Opinion for the court filed by Circuit Judge KAREN LeCRAFT HENDERSON.

KAREN LeCRAFT HENDERSON, Circuit Judge:

This appeal grows out of the Independent Counsel’s investigation of allegations that former Secretary of Housing and Urban Development (HUD) Samuel Pierce, Jr. and other HUD officials violated certain federal laws in awarding HUD grants and contracts. The district court ruled that defendant Deborah Gore Dean had to produce certain government records in response to a grand jury subpoena but that the Independent Counsel could not use evidence of Dean’s act of production against her at trial. For the reasons discussed below, we affirm the district court.

I.

On May 18, 1990, as part of the investigation, the grand jury working with the Independent Counsel issued a subpoena duces tecum to Dean, who served as an executive assistant to Pierce from 1984 to 1987. The subpoena ordered Dean to produce all documents in her possession related to her prior employment at HUD. Invoking her fifth amendment right against self-incrimination, Dean refused to comply with the subpoena. The district court then ordered her to produce the documents. Eventually, Dean turned over 5 boxes of papers but she continued to withhold other documents, including her appointment calendars, which she asserted were her personal property. The district court agreed with her and rebuffed further attempts by the Independent Counsel to obtain the material.

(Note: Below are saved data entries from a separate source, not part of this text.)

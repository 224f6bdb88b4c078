//! Internal helpers for name normalization.
//!
//! These utilities are **not** part of the public API. They centralize the
//! rules that make category lookups accent- and case-insensitive so every
//! write path produces the same `name_norm` for the same display name.

use unicode_normalization::{UnicodeNormalization, char::is_combining_mark};

/// Canonical display form: trimmed, inner whitespace collapsed to one space.
/// Returns `None` when nothing is left.
pub(crate) fn normalize_category_display(input: &str) -> Option<String> {
    let trimmed = input.trim();
    if trimmed.is_empty() {
        return None;
    }
    let mut out = String::new();
    for token in trimmed.split_whitespace() {
        if !out.is_empty() {
            out.push(' ');
        }
        out.push_str(token);
    }
    if out.is_empty() { None } else { Some(out) }
}

/// Accent-insensitive, case-insensitive lookup key: NFKD-decomposed,
/// combining marks stripped, lowercased, non-alphanumeric runs collapsed to
/// one space.
pub(crate) fn normalize_category_key(input: &str) -> Option<String> {
    let trimmed = input.trim();
    if trimmed.is_empty() {
        return None;
    }

    let mut out = String::new();
    let mut prev_space = false;
    for ch in trimmed.nfkd() {
        if is_combining_mark(ch) {
            continue;
        }
        if ch.is_alphanumeric() {
            for lower in ch.to_lowercase() {
                out.push(lower);
            }
            prev_space = false;
        } else if !out.is_empty() && !prev_space {
            out.push(' ');
            prev_space = true;
        }
    }
    let normalized = out.trim();
    if normalized.is_empty() {
        None
    } else {
        Some(normalized.to_string())
    }
}

#[cfg(test)]
mod tests {
    use super::*;

    #[test]
    fn display_collapses_whitespace() {
        assert_eq!(
            normalize_category_display("  Other   income ").as_deref(),
            Some("Other income")
        );
        assert_eq!(normalize_category_display("   "), None);
    }

    #[test]
    fn key_folds_accents_and_case() {
        assert_eq!(
            normalize_category_key("Alimentación").as_deref(),
            Some("alimentacion")
        );
        assert_eq!(
            normalize_category_key(" Transfer  SENT ").as_deref(),
            Some("transfer sent")
        );
        assert_eq!(normalize_category_key("!!!"), None);
    }
}
//! Category registry per account.
//!
//! A category has a fixed direction (income or expense). `name_norm` is the
//! accent- and case-insensitive lookup key; `(account_id, kind, name_norm)`
//! is unique, so "Salary" can exist on both sides without colliding.

use sea_orm::entity::prelude::*;

use crate::{EngineError, ResultEngine, transactions::EntryKind};

#[derive(Clone, Debug, PartialEq, DeriveEntityModel)]
#[sea_orm(table_name = "categories")]
pub struct Model {
    #[sea_orm(primary_key)]
    pub id: i64,
    pub account_id: i64,
    pub name: String,
    pub name_norm: String,
    pub kind: String,
}

#[derive(Copy, Clone, Debug, EnumIter, DeriveRelation)]
pub enum Relation {
    #[sea_orm(
        belongs_to = "super::accounts::Entity",
        from = "Column::AccountId",
        to = "super::accounts::Column::Id",
        on_update = "NoAction",
        on_delete = "Cascade"
    )]
    Account,
}

impl Related<super::accounts::Entity> for Entity {
    fn to() -> RelationDef {
        Relation::Account.def()
    }
}

impl ActiveModelBehavior for ActiveModel {}

/// Category view: display name plus direction.
#[derive(Clone, Debug, PartialEq)]
pub struct Category {
    pub id: i64,
    pub name: String,
    pub kind: EntryKind,
}

impl TryFrom<Model> for Category {
    type Error = EngineError;

    fn try_from(model: Model) -> ResultEngine<Self> {
        Ok(Self {
            id: model.id,
            name: model.name,
            kind: EntryKind::try_from(model.kind.as_str())?,
        })
    }
}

The Independent Counsel then appealed to this court which ordered Dean to produce all government records in her possession. In re Sealed Case (Government Records), 950 F.2d 736 (D.C.Cir.1991). In so ruling, we held that “government records do not belong to the custodian, in this case the appellee, but to the government agency. Their production thus falls outside the Fifth Amendment privilege, which is a personal one.” Id. at 740. We remanded the case to the district court to determine what records remaining in Dean’s possession constituted government records.

In the district court, Dean took the position that all of the documents, in their entirety, were personal. After conducting an in camera review, the lower court rejected her position and ruled that the documents were government records. Dean then turned them over to the government. Subsequently, the grand jury indicted Dean on 13 counts of criminal misconduct, alleging that she used her influence at HUD to obtain federal grants for clients of her family and friends, accepted money from private sources for the performance of public duties and lied about her activities in testifying before Congress.

The Independent Counsel sought before trial to introduce as evidence at trial some of the records obtained, including excerpts from Dean’s appointment calendars, a handwritten “to do” list and a two-page, typed document resembling a diary. The Independent Counsel also sought to introduce evidence that Dean produced the doc *1207 uments in response to a government subpoena, contending that her act of production would both authenticate the documents and imply concealment or consciousness of guilt on her part. Dean did not assert a fifth amendment right as to the contents of the documents. She did claim, however, that the government could not use against her at trial her act of producing the documents pursuant to a subpoena without violating that right.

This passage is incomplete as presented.